### DESCRIPTION OF THE TASK
Look through the entries for the string "Conflict", and copy each line that holds it.

Dataset entries:
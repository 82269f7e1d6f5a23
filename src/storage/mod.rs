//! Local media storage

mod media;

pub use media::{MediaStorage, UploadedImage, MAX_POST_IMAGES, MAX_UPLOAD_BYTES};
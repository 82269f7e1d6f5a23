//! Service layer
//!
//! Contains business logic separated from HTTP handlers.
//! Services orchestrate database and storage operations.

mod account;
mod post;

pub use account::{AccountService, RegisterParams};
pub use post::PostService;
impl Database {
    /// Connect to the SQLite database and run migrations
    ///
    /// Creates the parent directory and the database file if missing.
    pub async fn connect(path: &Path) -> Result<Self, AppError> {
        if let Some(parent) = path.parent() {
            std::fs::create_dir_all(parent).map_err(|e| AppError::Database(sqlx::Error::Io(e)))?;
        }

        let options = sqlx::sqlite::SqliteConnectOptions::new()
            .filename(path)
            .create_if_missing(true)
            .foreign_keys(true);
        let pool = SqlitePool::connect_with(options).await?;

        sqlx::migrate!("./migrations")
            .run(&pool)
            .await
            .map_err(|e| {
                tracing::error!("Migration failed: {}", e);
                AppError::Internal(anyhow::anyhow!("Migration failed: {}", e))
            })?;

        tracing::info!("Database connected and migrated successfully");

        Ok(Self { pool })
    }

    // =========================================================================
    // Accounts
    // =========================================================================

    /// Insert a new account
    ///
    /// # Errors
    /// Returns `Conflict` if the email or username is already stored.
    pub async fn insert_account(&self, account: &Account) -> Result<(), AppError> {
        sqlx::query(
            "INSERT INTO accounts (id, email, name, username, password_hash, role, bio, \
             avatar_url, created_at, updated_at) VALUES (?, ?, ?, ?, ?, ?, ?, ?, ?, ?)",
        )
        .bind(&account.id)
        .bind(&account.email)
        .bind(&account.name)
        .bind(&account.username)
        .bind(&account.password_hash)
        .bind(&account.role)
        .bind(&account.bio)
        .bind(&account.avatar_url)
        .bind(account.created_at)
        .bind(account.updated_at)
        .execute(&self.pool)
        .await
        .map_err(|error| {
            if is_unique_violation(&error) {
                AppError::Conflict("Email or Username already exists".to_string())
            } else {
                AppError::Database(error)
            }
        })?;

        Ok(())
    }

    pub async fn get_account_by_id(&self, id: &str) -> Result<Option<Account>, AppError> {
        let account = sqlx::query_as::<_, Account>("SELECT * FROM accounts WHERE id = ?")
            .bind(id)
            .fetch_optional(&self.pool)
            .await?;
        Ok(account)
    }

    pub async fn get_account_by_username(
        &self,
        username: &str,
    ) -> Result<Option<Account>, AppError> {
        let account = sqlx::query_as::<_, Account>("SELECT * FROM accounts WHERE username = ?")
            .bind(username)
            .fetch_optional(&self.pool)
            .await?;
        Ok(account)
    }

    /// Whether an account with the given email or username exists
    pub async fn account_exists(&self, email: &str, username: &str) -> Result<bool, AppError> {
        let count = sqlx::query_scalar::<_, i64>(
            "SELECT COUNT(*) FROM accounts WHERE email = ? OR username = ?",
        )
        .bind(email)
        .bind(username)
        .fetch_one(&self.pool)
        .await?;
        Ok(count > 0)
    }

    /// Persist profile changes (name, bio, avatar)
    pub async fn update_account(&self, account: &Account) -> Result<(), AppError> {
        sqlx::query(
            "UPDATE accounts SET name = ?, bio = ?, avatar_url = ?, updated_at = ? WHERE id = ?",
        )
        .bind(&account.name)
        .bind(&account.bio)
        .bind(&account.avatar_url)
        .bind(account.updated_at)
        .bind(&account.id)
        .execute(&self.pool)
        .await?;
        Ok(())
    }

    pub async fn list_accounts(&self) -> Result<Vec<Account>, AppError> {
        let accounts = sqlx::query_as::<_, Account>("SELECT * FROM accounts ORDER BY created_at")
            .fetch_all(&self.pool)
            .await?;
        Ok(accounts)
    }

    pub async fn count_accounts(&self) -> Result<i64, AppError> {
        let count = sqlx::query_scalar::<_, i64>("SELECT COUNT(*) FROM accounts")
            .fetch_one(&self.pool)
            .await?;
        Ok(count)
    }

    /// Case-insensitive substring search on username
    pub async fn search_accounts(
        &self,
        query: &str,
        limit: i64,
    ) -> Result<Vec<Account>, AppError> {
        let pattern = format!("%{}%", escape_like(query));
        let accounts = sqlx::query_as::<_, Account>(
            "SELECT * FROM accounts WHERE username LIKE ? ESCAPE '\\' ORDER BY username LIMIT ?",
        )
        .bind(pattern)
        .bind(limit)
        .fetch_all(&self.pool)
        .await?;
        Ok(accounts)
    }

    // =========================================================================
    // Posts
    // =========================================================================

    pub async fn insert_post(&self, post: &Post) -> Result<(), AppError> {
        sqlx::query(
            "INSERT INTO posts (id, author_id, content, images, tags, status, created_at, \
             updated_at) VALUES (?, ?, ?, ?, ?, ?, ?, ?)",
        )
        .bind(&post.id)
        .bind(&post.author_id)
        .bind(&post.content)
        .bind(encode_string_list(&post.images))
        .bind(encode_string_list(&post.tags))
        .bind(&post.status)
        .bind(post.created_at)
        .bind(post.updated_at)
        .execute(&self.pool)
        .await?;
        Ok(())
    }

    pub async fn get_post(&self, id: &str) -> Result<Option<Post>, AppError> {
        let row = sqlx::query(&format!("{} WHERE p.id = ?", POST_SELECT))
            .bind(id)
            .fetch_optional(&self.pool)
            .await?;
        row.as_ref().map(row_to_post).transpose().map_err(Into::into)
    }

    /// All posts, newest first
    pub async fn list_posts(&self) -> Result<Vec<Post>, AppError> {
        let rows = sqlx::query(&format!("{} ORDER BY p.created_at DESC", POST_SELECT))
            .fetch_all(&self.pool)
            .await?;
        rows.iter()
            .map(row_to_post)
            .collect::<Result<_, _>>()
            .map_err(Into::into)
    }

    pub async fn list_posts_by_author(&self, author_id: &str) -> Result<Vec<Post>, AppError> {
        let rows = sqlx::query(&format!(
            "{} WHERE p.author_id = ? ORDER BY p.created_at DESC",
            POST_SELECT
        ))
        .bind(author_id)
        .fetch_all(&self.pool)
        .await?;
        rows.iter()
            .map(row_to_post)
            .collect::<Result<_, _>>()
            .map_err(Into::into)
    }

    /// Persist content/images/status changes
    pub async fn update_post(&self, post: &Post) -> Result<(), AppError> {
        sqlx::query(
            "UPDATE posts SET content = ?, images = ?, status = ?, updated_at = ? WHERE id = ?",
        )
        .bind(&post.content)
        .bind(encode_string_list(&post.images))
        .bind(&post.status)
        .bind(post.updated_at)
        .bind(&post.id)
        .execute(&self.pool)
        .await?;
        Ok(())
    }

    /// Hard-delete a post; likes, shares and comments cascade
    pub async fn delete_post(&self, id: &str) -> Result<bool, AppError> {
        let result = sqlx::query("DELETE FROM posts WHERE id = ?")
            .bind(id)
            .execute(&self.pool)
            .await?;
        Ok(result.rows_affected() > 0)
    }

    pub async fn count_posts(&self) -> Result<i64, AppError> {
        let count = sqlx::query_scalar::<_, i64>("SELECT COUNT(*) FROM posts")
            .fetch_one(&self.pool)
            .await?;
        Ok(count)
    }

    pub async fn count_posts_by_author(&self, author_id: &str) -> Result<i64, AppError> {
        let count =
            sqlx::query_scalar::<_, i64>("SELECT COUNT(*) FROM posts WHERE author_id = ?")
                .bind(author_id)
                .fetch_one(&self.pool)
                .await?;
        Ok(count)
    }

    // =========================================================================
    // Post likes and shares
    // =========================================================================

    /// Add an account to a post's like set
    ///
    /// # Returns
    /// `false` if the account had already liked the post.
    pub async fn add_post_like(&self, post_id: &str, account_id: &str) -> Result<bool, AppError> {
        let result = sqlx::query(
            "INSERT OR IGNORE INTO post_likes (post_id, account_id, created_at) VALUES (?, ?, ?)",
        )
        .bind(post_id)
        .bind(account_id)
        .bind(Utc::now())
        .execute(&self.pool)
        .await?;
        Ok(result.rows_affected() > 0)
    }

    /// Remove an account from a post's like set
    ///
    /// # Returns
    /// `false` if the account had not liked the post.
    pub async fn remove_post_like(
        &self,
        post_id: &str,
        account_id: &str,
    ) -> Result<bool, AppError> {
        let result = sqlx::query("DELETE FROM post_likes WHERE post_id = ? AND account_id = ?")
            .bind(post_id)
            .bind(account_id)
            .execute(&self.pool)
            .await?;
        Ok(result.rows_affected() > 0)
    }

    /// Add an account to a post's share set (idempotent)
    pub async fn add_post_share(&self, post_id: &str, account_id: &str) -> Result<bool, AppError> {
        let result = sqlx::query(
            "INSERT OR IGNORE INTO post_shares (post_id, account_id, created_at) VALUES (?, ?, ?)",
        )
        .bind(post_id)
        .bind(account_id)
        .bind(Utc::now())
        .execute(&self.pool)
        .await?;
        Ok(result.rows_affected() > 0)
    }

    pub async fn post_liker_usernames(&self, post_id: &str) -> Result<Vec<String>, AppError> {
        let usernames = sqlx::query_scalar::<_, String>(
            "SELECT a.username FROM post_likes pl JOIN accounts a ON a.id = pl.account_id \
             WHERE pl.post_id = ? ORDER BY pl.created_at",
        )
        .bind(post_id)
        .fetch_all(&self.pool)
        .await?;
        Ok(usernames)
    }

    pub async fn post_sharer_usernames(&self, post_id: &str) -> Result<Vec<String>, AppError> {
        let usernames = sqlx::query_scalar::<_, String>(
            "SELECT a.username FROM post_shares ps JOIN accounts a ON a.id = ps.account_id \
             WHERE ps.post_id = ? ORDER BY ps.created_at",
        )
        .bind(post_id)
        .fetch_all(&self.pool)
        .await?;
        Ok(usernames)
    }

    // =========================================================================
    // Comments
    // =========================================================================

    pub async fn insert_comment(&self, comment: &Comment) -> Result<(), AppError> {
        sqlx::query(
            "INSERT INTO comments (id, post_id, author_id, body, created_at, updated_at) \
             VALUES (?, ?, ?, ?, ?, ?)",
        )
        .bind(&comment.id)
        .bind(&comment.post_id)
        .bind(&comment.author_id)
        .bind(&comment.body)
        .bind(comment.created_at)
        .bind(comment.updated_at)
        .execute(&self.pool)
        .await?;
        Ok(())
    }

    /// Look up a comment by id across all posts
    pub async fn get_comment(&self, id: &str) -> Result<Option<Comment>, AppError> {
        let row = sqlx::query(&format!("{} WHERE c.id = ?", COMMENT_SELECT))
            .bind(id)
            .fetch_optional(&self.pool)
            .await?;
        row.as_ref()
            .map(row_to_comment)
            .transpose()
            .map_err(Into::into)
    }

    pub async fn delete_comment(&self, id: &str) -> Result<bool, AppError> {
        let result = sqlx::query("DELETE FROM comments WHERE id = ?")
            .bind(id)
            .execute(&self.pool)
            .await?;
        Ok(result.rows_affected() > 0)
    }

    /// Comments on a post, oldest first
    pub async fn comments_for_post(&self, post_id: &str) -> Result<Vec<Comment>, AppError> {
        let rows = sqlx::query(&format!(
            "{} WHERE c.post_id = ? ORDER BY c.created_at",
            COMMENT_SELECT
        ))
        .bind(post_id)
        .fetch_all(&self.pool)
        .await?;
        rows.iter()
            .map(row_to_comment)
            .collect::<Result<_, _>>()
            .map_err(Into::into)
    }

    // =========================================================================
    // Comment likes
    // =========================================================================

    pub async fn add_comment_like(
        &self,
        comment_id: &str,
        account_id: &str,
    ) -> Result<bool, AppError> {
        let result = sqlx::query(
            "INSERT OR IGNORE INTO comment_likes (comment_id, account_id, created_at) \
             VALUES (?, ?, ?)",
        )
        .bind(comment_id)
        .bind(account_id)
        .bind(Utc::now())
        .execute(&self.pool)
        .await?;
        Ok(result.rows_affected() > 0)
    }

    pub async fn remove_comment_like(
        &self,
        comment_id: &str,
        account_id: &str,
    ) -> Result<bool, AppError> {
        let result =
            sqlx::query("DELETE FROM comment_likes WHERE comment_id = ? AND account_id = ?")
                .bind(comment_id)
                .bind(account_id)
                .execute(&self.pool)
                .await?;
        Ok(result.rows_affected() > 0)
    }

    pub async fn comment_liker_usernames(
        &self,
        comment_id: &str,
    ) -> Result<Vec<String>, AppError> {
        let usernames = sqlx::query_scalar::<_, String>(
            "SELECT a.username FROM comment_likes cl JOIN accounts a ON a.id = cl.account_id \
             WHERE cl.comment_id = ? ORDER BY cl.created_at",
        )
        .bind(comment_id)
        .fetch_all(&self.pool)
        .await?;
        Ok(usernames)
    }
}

### EXERCISE ANSWER
    /// Returns `Conflict` if the email or username is already stored.
                AppError::Conflict("Email or Username already exists".to_string())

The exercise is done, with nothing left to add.